(Saved data entries)
|---|

//! One wake cycle: measure, transmit, decide how long to sleep
//!
//! [`WakeCycle::run`] is the single guard around the whole sequence. Every
//! fault inside it is logged and turned into the fallback sleep period, so
//! the board always reaches [`enter_deep_sleep`].

use datalogger_hal::time::Duration;
use datalogger_hal::{DeepSleep, FlexPin, RainGauge, TransmitQueue, WallClock};
use embassy_futures::join::join;
use embedded_hal::delay::DelayNs;
use embedded_io::{Read, ReadReady, Write};
use heapless::{String, Vec};

use crate::config::{SensorConfig, MAX_SENSORS};
use crate::modem::{coverage_percent, Modem, ModemError, NetworkTime};
use crate::payload::{
    format_topic, merge_readings, telemetry_json, MergedReadings, PayloadError, Topic,
    MAX_PAYLOAD_LEN,
};
use crate::runtime::{join_all, Handle, Runtime, TimedOut};
use crate::schedule::{calculate_sleep_time, should_transmit, transmit_interval};
use crate::sdi12::{Sdi12Bus, Sdi12Error};

pub type DeviceName = String<32>;

pub type Sensors = Vec<SensorConfig, MAX_SENSORS>;

/// Wake cycle settings
#[derive(Debug, Clone)]
pub struct CycleConfig {
    /// Last MQTT topic level
    pub device_name: DeviceName,
    /// Topic the device publishes under (trailing `/` ignored)
    pub parent_topic: Topic,
    /// Multiplier of the rain/dry transmit interval
    pub send_interval: u32,
    /// Cached payloads retried after a successful transmission
    pub recovery_count: usize,
    /// Above this size the cache is left for manual recovery
    pub max_cache_bytes: usize,
    /// Sleep period after a failed cycle
    pub fallback_sleep: Duration,
    /// The modem stays on when the next wake is at most this far away (seconds)
    pub modem_keep_on_secs: i64,
    /// Added to every computed sleep period
    pub sleep_margin: Duration,
    /// Pause between publishing and logging out of the broker
    pub publish_settle: Duration,
    /// Upper bound on the whole cycle
    pub cycle_timeout: Duration,
}

impl CycleConfig {
    /// Settings for `device_name` publishing under `parent_topic`, other
    /// values at their production defaults
    pub fn new(device_name: &str, parent_topic: &str) -> Result<Self, PayloadError> {
        Ok(Self {
            device_name: DeviceName::try_from(device_name).map_err(|_| PayloadError::BufferFull)?,
            parent_topic: Topic::try_from(parent_topic).map_err(|_| PayloadError::BufferFull)?,
            send_interval: 1,
            recovery_count: 3,
            max_cache_bytes: 1_000_000,
            fallback_sleep: Duration::secs(60),
            modem_keep_on_secs: 60,
            sleep_margin: Duration::millis(500),
            publish_settle: Duration::secs(1),
            cycle_timeout: Duration::minutes(15),
        })
    }
}

/// State carried from one wake cycle to the next (kept in RTC memory or on
/// flash by the board)
#[derive(Debug, Clone, Default, PartialEq)]
pub struct DeviceState {
    /// Unix seconds of the last transmission attempt
    pub last_transmitted: i64,
    /// Rainfall (mm) since the last successful transmission
    pub rainfall: f32,
    /// Signal coverage at the last transmission, `None` when unknown
    pub coverage: Option<u8>,
}

/// Outcome of one cycle
#[derive(Debug, Clone, PartialEq)]
pub struct CycleReport {
    /// The current payload reached the broker
    pub transmitted: bool,
    /// The current payload went to the failed-transmission queue
    pub cached: bool,
    /// Cached payloads sent this cycle
    pub backlog_sent: usize,
    /// Readings in the payload
    pub readings: usize,
    /// Sensors that failed to deliver
    pub failed_sensors: usize,
    pub modem_powered_off: bool,
    /// Module clock, for the board to discipline its RTC
    pub network_time: Option<NetworkTime>,
    /// How long to deep sleep
    pub sleep: Duration,
}

impl CycleReport {
    fn idle(sleep: Duration) -> Self {
        Self {
            transmitted: false,
            cached: false,
            backlog_sent: 0,
            readings: 0,
            failed_sensors: 0,
            modem_powered_off: false,
            network_time: None,
            sleep,
        }
    }
}

/// Faults that abort a cycle
#[derive(Debug, Clone, Copy, PartialEq)]
#[cfg_attr(feature = "defmt", derive(defmt::Format))]
pub enum CycleError {
    /// Sensor bus could not be driven
    Sensor(Sdi12Error),
    /// Modem could not be driven
    Modem(ModemError),
    /// Payload or topic could not be built
    Payload(PayloadError),
    /// Cycle ran past its time limit
    TimedOut,
}

impl core::fmt::Display for CycleError {
    fn fmt(&self, f: &mut core::fmt::Formatter<'_>) -> core::fmt::Result {
        match self {
            Self::Sensor(e) => write!(f, "Sensor bus: {}", e),
            Self::Modem(e) => write!(f, "Modem: {}", e),
            Self::Payload(e) => write!(f, "Payload: {}", e),
            Self::TimedOut => write!(f, "Wake cycle timed out"),
        }
    }
}

impl core::error::Error for CycleError {}

impl From<Sdi12Error> for CycleError {
    fn from(e: Sdi12Error) -> Self {
        Self::Sensor(e)
    }
}

impl From<ModemError> for CycleError {
    fn from(e: ModemError) -> Self {
        Self::Modem(e)
    }
}

impl From<PayloadError> for CycleError {
    fn from(e: PayloadError) -> Self {
        Self::Payload(e)
    }
}

impl From<TimedOut> for CycleError {
    fn from(_: TimedOut) -> Self {
        Self::TimedOut
    }
}

/// Peripherals a wake cycle drives
pub struct Devices<MS, MP, BS, BP, BD, W, G, Q> {
    pub modem: Modem<MS, MP>,
    pub bus: Sdi12Bus<BS, BP, BD>,
    pub clock: W,
    pub rain_gauge: G,
    pub queue: Q,
}

pub struct WakeCycle<MS, MP, BS, BP, BD, W, G, Q> {
    config: CycleConfig,
    sensors: Sensors,
    devices: Devices<MS, MP, BS, BP, BD, W, G, Q>,
    handle: Handle,
}

impl<MS, MP, BS, BP, BD, W, G, Q> WakeCycle<MS, MP, BS, BP, BD, W, G, Q>
where
    MS: Read + Write + ReadReady,
    MP: FlexPin,
    BS: Read + Write + ReadReady,
    BP: FlexPin,
    BD: DelayNs,
    W: WallClock,
    G: RainGauge,
    Q: TransmitQueue,
{
    pub fn new(
        config: CycleConfig,
        sensors: Sensors,
        devices: Devices<MS, MP, BS, BP, BD, W, G, Q>,
        handle: Handle,
    ) -> Self {
        Self {
            config,
            sensors,
            devices,
            handle,
        }
    }

    pub fn devices(&self) -> &Devices<MS, MP, BS, BP, BD, W, G, Q> {
        &self.devices
    }

    pub fn into_devices(self) -> Devices<MS, MP, BS, BP, BD, W, G, Q> {
        self.devices
    }

    fn enabled(&self) -> impl Iterator<Item = &SensorConfig> {
        self.sensors.iter().filter(|s| s.enabled)
    }

    /// Time until the next recording minus the longest boot-up, as a sleep
    fn sleep_after(&self, now: i64) -> Duration {
        match calculate_sleep_time(now, self.enabled()) {
            Some(secs) => Duration::secs(secs.max(0) as u64) + self.config.sleep_margin,
            None => self.config.fallback_sleep,
        }
    }

    /// Run the cycle. Never fails: a fault yields the fallback sleep period.
    pub async fn run(&mut self, state: &mut DeviceState) -> CycleReport {
        let handle = self.handle.clone();
        let limit = self.config.cycle_timeout;
        let outcome = match handle.timeout(limit, self.pipeline(state)).await {
            Ok(outcome) => outcome,
            Err(e) => Err(e.into()),
        };
        match outcome {
            Ok(report) => report,
            Err(e) => {
                error!("Wake cycle failed: {}", e);
                if self.devices.bus.is_awake() && self.devices.bus.sleep_sensors().is_err() {
                    error!("Failed to switch off the sensor rail");
                }
                info!(
                    "Entering fallback deep sleep for {} ms",
                    self.config.fallback_sleep.ticks()
                );
                CycleReport::idle(self.config.fallback_sleep)
            }
        }
    }

    async fn pipeline(&mut self, state: &mut DeviceState) -> Result<CycleReport, CycleError> {
        let now = self.devices.clock.unix_time();
        let rainfall = self.devices.rain_gauge.take_rainfall();
        state.rainfall += rainfall;

        let interval = transmit_interval(rainfall, self.config.send_interval);
        if !should_transmit(now, state.last_transmitted, interval) {
            let sleep = self.sleep_after(self.devices.clock.unix_time());
            info!("Nothing due; entering deep sleep for {} ms", sleep.ticks());
            return Ok(CycleReport::idle(sleep));
        }

        state.last_transmitted = now;
        debug!("Set last_transmitted {}", now);
        let mut report = CycleReport::idle(self.config.fallback_sleep);

        self.devices.bus.wake_sensors()?;
        let taken_at = self.devices.clock.unix_time();
        let (modem, results) = {
            let bus = &self.devices.bus;
            let reads = join_all(
                self.sensors
                    .iter()
                    .filter(|s| s.enabled)
                    .map(move |s| bus.read_sensor(s)),
            );
            join(self.devices.modem.initialise(), reads).await
        };
        self.devices.bus.sleep_sensors()?;
        if let Err(e) = modem {
            error!("Modem initialisation failed: {}", e);
        }

        let mut merged = MergedReadings::new();
        for (sensor, result) in self.enabled().zip(results.iter()) {
            match result {
                Ok(readings) => {
                    if let Err(e) = merge_readings(&mut merged, readings) {
                        error!("Readings of {} not merged: {}", sensor.name.as_str(), e);
                    }
                }
                Err(e) => {
                    error!("Sensor {} failed: {}", sensor.name.as_str(), e);
                    report.failed_sensors += 1;
                }
            }
        }
        report.readings = merged.len();
        info!("Merged {} readings from all sensors", merged.len());

        let payload = telemetry_json(&merged, taken_at, state.rainfall)?;
        let topic = format_topic(&self.config.parent_topic, &self.config.device_name)?;

        if self.devices.modem.has_network() {
            report.network_time = self.devices.modem.get_network_time().await.unwrap_or_else(|e| {
                error!("Network time unavailable: {}", e);
                None
            });
        }

        if self.devices.modem.has_serial() {
            let signal = self.devices.modem.get_signal_power().await.unwrap_or_else(|e| {
                error!("Signal power unavailable: {}", e);
                crate::modem::SIGNAL_UNKNOWN
            });
            state.coverage = coverage_percent(signal);
        }

        if self.transmit(&topic, &payload).await {
            report.transmitted = true;
            state.rainfall = 0.0;
            report.backlog_sent = self.retransmit_backlog(&topic).await;
        } else {
            warn!("Transmitting failed, caching the payload");
            match self.devices.queue.push(payload.as_bytes()) {
                Ok(()) => report.cached = true,
                Err(_) => error!("Failed to cache the payload"),
            }
        }

        let sleep_secs = calculate_sleep_time(self.devices.clock.unix_time(), self.enabled())
            .unwrap_or(self.config.modem_keep_on_secs + 1);
        if sleep_secs > self.config.modem_keep_on_secs {
            report.modem_powered_off = self.devices.modem.power_off().await.unwrap_or_else(|e| {
                error!("Modem power-off failed: {}", e);
                false
            });
        } else {
            debug!("Leaving modem on as sleep time is only {} s", sleep_secs);
        }

        report.sleep = self.sleep_after(self.devices.clock.unix_time());
        info!("Entering deep sleep for {} ms", report.sleep.ticks());
        Ok(report)
    }

    /// Connect, publish, log out. Modem faults count as a failed send.
    async fn transmit(&mut self, topic: &str, payload: &str) -> bool {
        match self.try_transmit(topic, payload).await {
            Ok(sent) => sent,
            Err(e) => {
                error!("Transmission aborted: {}", e);
                false
            }
        }
    }

    async fn try_transmit(&mut self, topic: &str, payload: &str) -> Result<bool, ModemError> {
        let modem = &mut self.devices.modem;
        if !modem.has_serial() {
            info!("Modem has no network or no response. No transmission");
            return Ok(false);
        }
        info!("Start transmitting data");
        if !modem.mqtt_connect().await? {
            return Ok(false);
        }
        let published = modem.mqtt_publish(topic, payload).await?;
        self.handle.sleep(self.config.publish_settle).await;
        modem.mqtt_disconnect().await?;
        Ok(published)
    }

    /// Resend up to `recovery_count` cached payloads, oldest first
    async fn retransmit_backlog(&mut self, topic: &str) -> usize {
        let mut sent = 0;
        let mut buf = [0u8; MAX_PAYLOAD_LEN];
        for _ in 0..self.config.recovery_count {
            match self.devices.queue.size_bytes() {
                Ok(size) if size > self.config.max_cache_bytes => {
                    warn!("Transmission cache full, entries must be recovered manually");
                    break;
                }
                Ok(_) => {}
                Err(_) => {
                    error!("Failed to read the transmission cache size");
                    break;
                }
            }
            let len = match self.devices.queue.peek_oldest(&mut buf) {
                Ok(Some(len)) => len.min(buf.len()),
                Ok(None) => break,
                Err(_) => {
                    error!("Failed to read the transmission cache");
                    break;
                }
            };
            let Ok(cached) = core::str::from_utf8(&buf[..len]) else {
                error!("Dropping a corrupt cached payload");
                if self.devices.queue.pop_oldest().is_err() {
                    break;
                }
                continue;
            };
            let cached = cached.trim();
            debug!("Attempting to retransmit {}", cached);
            if !self.transmit(topic, cached).await {
                warn!("Retransmission failed, keeping the cache");
                break;
            }
            debug!("Retransmission succeeded");
            sent += 1;
            if self.devices.queue.pop_oldest().is_err() {
                error!("Failed to drop a retransmitted payload");
                break;
            }
        }
        sent
    }
}

/// Tear down in order and sleep: stop and drop the runtime (dropping any
/// task still alive), release the modem and the sensor bus, then assert deep
/// sleep for `duration`.
pub fn enter_deep_sleep<MS, MP, BS, BP, BD, W, G, Q, Z>(
    runtime: Runtime,
    cycle: WakeCycle<MS, MP, BS, BP, BD, W, G, Q>,
    sleeper: &mut Z,
    duration: Duration,
) where
    MS: Read + Write + ReadReady,
    MP: FlexPin,
    BS: Read + Write + ReadReady,
    BP: FlexPin,
    BD: DelayNs,
    W: WallClock,
    G: RainGauge,
    Q: TransmitQueue,
    Z: DeepSleep,
{
    runtime.handle().stop();
    drop(runtime);
    let devices = cycle.into_devices();
    let _ = devices.modem.release();
    let _ = devices.bus.release();
    info!("Deep sleep for {} ms", duration.ticks());
    sleeper.deep_sleep(duration);
}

|---|

### Exercise
Above are the entries. Output exactly the lines beginning with the line that has "if self.transmit(&topic, &payload).await" and ending with the line that has "failed, caching the".

### Result for this exercise
        if self.transmit(&topic, &payload).await {
            report.transmitted = true;
            state.rainfall = 0.0;
            report.backlog_sent = self.retransmit_backlog(&topic).await;
        } else {
            warn!("Transmitting failed, caching the payload");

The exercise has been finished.